I can remember in the months that followed my breakdown I got a job at a small town newspaper and between hourly cigarette breaks, an intense fear of interviewing people, nightly marijuana consumption and an inability to sit and write more than three hundred words at a time, the job lasted for about three months before I was let go.
I drifted then, unable to even comprehend a pizza delivery job in order to pay my bills. Thankfully my parents had my back and within a year or so I was accepted for Social Security disability.
It’s strange that even the idea of work caused my paranoia and delusions to spark, so it occurred to me that if I was going to be able to find any meaningful work, it had to be low key and something that I could handle. It had to be easy for me to do but it also had to give me a sense of purpose.

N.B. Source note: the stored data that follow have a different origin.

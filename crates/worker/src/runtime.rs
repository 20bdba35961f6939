//! Host runtime seam.
//!
//! The surrounding runtime owns the consuming contexts (open pages) and
//! the notification surface; the worker only ever talks to them through
//! this trait. Production embeds supply their own implementation;
//! `DetachedRuntime` backs the standalone priming binary and anything
//! else that runs without open contexts.

use async_trait::async_trait;
use serde::{Deserialize, Serialize};

use units_hub_core::Error;

/// An action button attached to a displayed notification.
#[derive(Debug, Clone, PartialEq, Eq, Serialize, Deserialize)]
pub struct NotificationAction {
    pub action: String,
    pub title: String,
}

/// A notification handed to the host runtime for display.
#[derive(Debug, Clone, Serialize, Deserialize)]
pub struct Notification {
    pub title: String,
    pub body: String,
    pub icon: String,
    pub badge: String,
    pub actions: Vec<NotificationAction>,
    #[serde(default)]
    pub data: Option<serde_json::Value>,
}

/// Primitives the host runtime provides to the worker.
#[async_trait]
pub trait HostRuntime: Send + Sync {
    /// Identifiers of all currently open consuming contexts.
    async fn open_contexts(&self) -> Result<Vec<String>, Error>;

    /// Take control of all currently open contexts, not only future ones.
    async fn claim_contexts(&self) -> Result<(), Error>;

    /// Bring an open context to the foreground.
    async fn focus_context(&self, id: &str) -> Result<(), Error>;

    /// Open a new context at the given path.
    async fn open_window(&self, path: &str) -> Result<(), Error>;

    /// Display a notification.
    async fn show_notification(&self, notification: &Notification) -> Result<(), Error>;
}

/// Runtime for running the worker without any host embedding: there are
/// no contexts to claim or focus, and notifications go to the log.
#[derive(Debug, Default)]
pub struct DetachedRuntime;

#[async_trait]
impl HostRuntime for DetachedRuntime {
    async fn open_contexts(&self) -> Result<Vec<String>, Error> {
        Ok(Vec::new())
    }

    async fn claim_contexts(&self) -> Result<(), Error> {
        tracing::debug!("no open contexts to claim");
        Ok(())
    }

    async fn focus_context(&self, id: &str) -> Result<(), Error> {
        Err(Error::Runtime(format!("no such context: {id}")))
    }

    async fn open_window(&self, path: &str) -> Result<(), Error> {
        tracing::info!(path, "open window requested");
        Ok(())
    }

    async fn show_notification(&self, notification: &Notification) -> Result<(), Error> {
        tracing::info!(title = %notification.title, body = %notification.body, "notification");
        Ok(())
    }
}

#[cfg(test)]
mod tests {
    use super::*;

    #[tokio::test]
    async fn test_detached_runtime_has_no_contexts() {
        let runtime = DetachedRuntime;
        assert!(runtime.open_contexts().await.unwrap().is_empty());
        assert!(runtime.claim_contexts().await.is_ok());
        assert!(runtime.focus_context("ctx-1").await.is_err());
    }

    #[test]
    fn test_notification_serialization() {
        let notification = Notification {
            title: "Units Hub".into(),
            body: "New update available!".into(),
            icon: "/icon-192.png".into(),
            badge: "/icon-192.png".into(),
            actions: vec![NotificationAction { action: "open".into(), title: "Open App".into() }],
            data: None,
        };
        let json = serde_json::to_string(&notification).unwrap();
        assert!(json.contains("\"open\""));
    }
}
//! End-to-end smoke tests driving the CLI against the captured fixture.

use std::{fs, io::Write as _, path::PathBuf};

use tempfile::tempdir;

use easel_cli::{Args, Command, GenerateArgs, run};

/// Fixture lives at the workspace root, relative to the workspace not the crate
fn fixture_path() -> PathBuf {
    PathBuf::from(env!("CARGO_MANIFEST_DIR"))
        .parent()
        .unwrap()
        .parent()
        .unwrap()
        .join("testdata/design-system.json")
}

fn generate_args(input: &str, output: &str) -> GenerateArgs {
    GenerateArgs {
        input: input.to_string(),
        output: output.to_string(),
        config: None,
        log_level: "off".to_string(),
    }
}

#[test]
fn e2e_smoke_test_all_commands() {
    let temp_dir = tempdir().expect("Failed to create temp directory");
    let input = fixture_path().to_string_lossy().to_string();

    let commands: Vec<(&str, fn(GenerateArgs) -> Command)> = vec![
        ("tokens.json", Command::Tokens),
        ("interfaces.ts", Command::Interfaces),
        ("props.ts", Command::Props),
    ];

    for (output_filename, command) in commands {
        let output_path = temp_dir.path().join(output_filename);
        let output = output_path.to_string_lossy().to_string();

        let args = Args {
            command: command(generate_args(&input, &output)),
        };
        run(&args).unwrap_or_else(|e| panic!("{output_filename} generation failed: {e}"));

        let written = fs::read_to_string(&output_path)
            .unwrap_or_else(|e| panic!("{output_filename} not written: {e}"));
        assert!(!written.is_empty(), "{output_filename} is empty");
    }
}

#[test]
fn e2e_tokens_output_is_json() {
    let temp_dir = tempdir().expect("Failed to create temp directory");
    let input = fixture_path().to_string_lossy().to_string();
    let output_path = temp_dir.path().join("tokens.json");

    let args = Args {
        command: Command::Tokens(generate_args(
            &input,
            &output_path.to_string_lossy(),
        )),
    };
    run(&args).expect("tokens generation failed");

    let written = fs::read_to_string(&output_path).expect("tokens.json not written");
    let tokens: serde_json::Value = serde_json::from_str(&written).expect("output is JSON");
    assert_eq!(tokens["size"]["small"]["value"], 16.0);
    assert_eq!(tokens["color"]["primary"]["ink"]["category"], "color");
}

#[test]
fn e2e_config_file_changes_token_discovery() {
    let temp_dir = tempdir().expect("Failed to create temp directory");
    let input = fixture_path().to_string_lossy().to_string();
    let output_path = temp_dir.path().join("tokens.json");

    let config_path = temp_dir.path().join("config.toml");
    let mut config_file = fs::File::create(&config_path).expect("config file created");
    // A marker that matches nothing in the fixture drops every node token.
    writeln!(config_file, "[tokens]\nmarker = \"_nothing\"").expect("config written");

    let args = Args {
        command: Command::Tokens(GenerateArgs {
            input,
            output: output_path.to_string_lossy().to_string(),
            config: Some(config_path.to_string_lossy().to_string()),
            log_level: "off".to_string(),
        }),
    };
    run(&args).expect("tokens generation failed");

    let written = fs::read_to_string(&output_path).expect("tokens.json not written");
    let tokens: serde_json::Value = serde_json::from_str(&written).expect("output is JSON");
    assert!(tokens.get("size").is_none(), "node tokens should be gone");
    // Style-table tokens do not depend on the marker.
    assert_eq!(tokens["color"]["primary"]["ink"]["category"], "color");
}

#[test]
fn e2e_missing_input_fails() {
    let args = Args {
        command: Command::Props(generate_args("does/not/exist.json", "-")),
    };
    assert!(run(&args).is_err());
}

#[test]
fn e2e_missing_explicit_config_fails() {
    let input = fixture_path().to_string_lossy().to_string();
    let args = Args {
        command: Command::Tokens(GenerateArgs {
            input,
            output: "-".to_string(),
            config: Some("does/not/exist.toml".to_string()),
            log_level: "off".to_string(),
        }),
    };
    assert!(run(&args).is_err());
}
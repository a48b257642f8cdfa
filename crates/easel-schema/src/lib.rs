//! Easel Schema Types
//!
//! This crate provides the serde data model for the Figma REST API file
//! format. It mirrors the wire format exactly: every enumeration serializes
//! to its documented string tag and every optional field is omitted when
//! absent, so a captured API response round-trips without loss.
//!
//! - **Files**: the top-level container ([`file::File`])
//! - **Nodes**: the recursive document tree ([`node::Node`], [`node::NodeType`])
//! - **Appearance**: paints, effects, and colors ([`paint`], [`effect`], [`color`])
//! - **Layout**: constraints and auto-layout enums ([`constraint`], [`layout`])
//! - **Text**: character-level formatting ([`text::TypeStyle`])
//! - **Metadata**: named styles and components ([`style`], [`component`])

pub mod color;
pub mod component;
pub mod constraint;
pub mod easing;
pub mod effect;
pub mod file;
pub mod geometry;
pub mod layout;
pub mod node;
pub mod paint;
pub mod style;
pub mod text;
//! The component variant name grammar.
//!
//! Children of a component set are named after their variant properties:
//! `Key=Value, Key=Value, ...`. This module parses that grammar and
//! collects the variant property space of a whole set.

use indexmap::{IndexMap, IndexSet};
use winnow::{
    Parser as _,
    combinator::{delimited, separated},
    error::ModalResult,
    token::{take_till, take_while},
};

use easel_schema::node::Node;

type Input<'s> = &'s str;

/// One comma-delimited run of a variant name.
fn segment<'s>(input: &mut Input<'s>) -> ModalResult<&'s str> {
    take_till(1.., ',').parse_next(input)
}

/// One or more commas between segments. Runs of commas collapse, so empty
/// segments never reach the caller.
fn commas(input: &mut Input<'_>) -> ModalResult<()> {
    take_while(1.., ',').void().parse_next(input)
}

fn name_segments<'s>(input: &mut Input<'s>) -> ModalResult<Vec<&'s str>> {
    delimited(
        take_while(0.., ','),
        separated(0.., segment, commas),
        take_while(0.., ','),
    )
    .parse_next(input)
}

fn split_name(name: &str) -> Vec<&str> {
    // The grammar is total over arbitrary input, so this cannot fail.
    name_segments.parse(name).unwrap_or_default()
}

/// Parses a node name into its `Key=Value` variant pairs.
///
/// Segments without a `=` are not variant properties and are skipped.
///
/// # Examples
///
/// ```
/// use easel_codegen::variants::variant_pairs;
///
/// let pairs = variant_pairs("viewport=Desktop, colour=Grey");
/// assert_eq!(pairs, [("viewport", "Desktop"), ("colour", "Grey")]);
/// ```
pub fn variant_pairs(name: &str) -> Vec<(&str, &str)> {
    split_name(name)
        .into_iter()
        .filter_map(|segment| {
            let (key, value) = segment.split_once('=')?;
            Some((key.trim(), value.trim()))
        })
        .collect()
}

/// Extracts the variant values of a node name for token-path building.
///
/// Segments beginning with `_` or `.` mark internal variants and are
/// dropped; the remaining segments contribute the text after their first
/// `=` (up to the next `=`, if any).
pub fn variant_values(name: &str) -> Vec<&str> {
    split_name(name)
        .into_iter()
        .map(str::trim)
        .filter(|segment| !segment.starts_with('_') && !segment.starts_with('.'))
        .filter_map(|segment| segment.split('=').nth(1))
        .map(str::trim)
        .collect()
}

/// Collects the variant property space of a component set: each property
/// name mapped to the ordered set of values its children use.
pub fn variant_properties<'a>(set: &'a Node) -> IndexMap<&'a str, IndexSet<&'a str>> {
    let mut properties: IndexMap<&str, IndexSet<&str>> = IndexMap::new();
    for instance in set.children() {
        for (key, value) in variant_pairs(&instance.name) {
            properties.entry(key).or_default().insert(value);
        }
    }
    properties
}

I was lost essentially for a few years doing odd jobs for my parents and living off the money the government gave me when in the wake of the Sandy Hook shooting I came across an article in the Huffington Post written by a mother who had a son with mental illness. She was saying that she was scared her son could’ve easily been a shooter. To be frank I was livid at the ignorance of this woman who said she could be a caregiver. I wrote a response about the unfair treatment of people with mental illness based on stigma and it got picked up by a small alternative magazine called Death and Taxes. The response was overwhelming and that fueled my hunger for being published.
It occurred to me that this was something I could do, I had an innate and unique perspective on living with mental illness and I could write fairly well, so it only seemed natural. It was low stress in that I could do it on my own time and at my own pace and I could write about what I knew.
Soon I became a regular unpaid contributor for Thought Catalog and wrote every week on the topic.
I’d be lying if I said espousing the numerous mixed up thoughts in my head wasn’t a sort of catharsis.
Several months later I sent a pitch to the editors of Salon.com and they were interested and the rest is sort of history.
The thing about mental illness though is that it can light a fire in your brain if things get to be too much and to be able to find an easy job that functions as both catharsis and healing is essential for rebuilding any hope of being self-sufficient.
I’m still not entirely there and I still count on the government to help but I’m making the right steps towards being on my own.
Stress is a killer for anyone but even more so for people with mental illness, it can manifest in a variety of symptoms like paranoia or psychosis and someone with mental illness has to be careful and know themselves innately and what them sets them off in considering work.
It can be good to have a sense of purpose though and the key is finding an employer who understands your needs.
For me, freelance writing is the perfect fit, as I’ve built up my credentials it’s become normal and I’m used to doing my work every week.
Most importantly, it’s something I can handle and without that I’d be nowhere.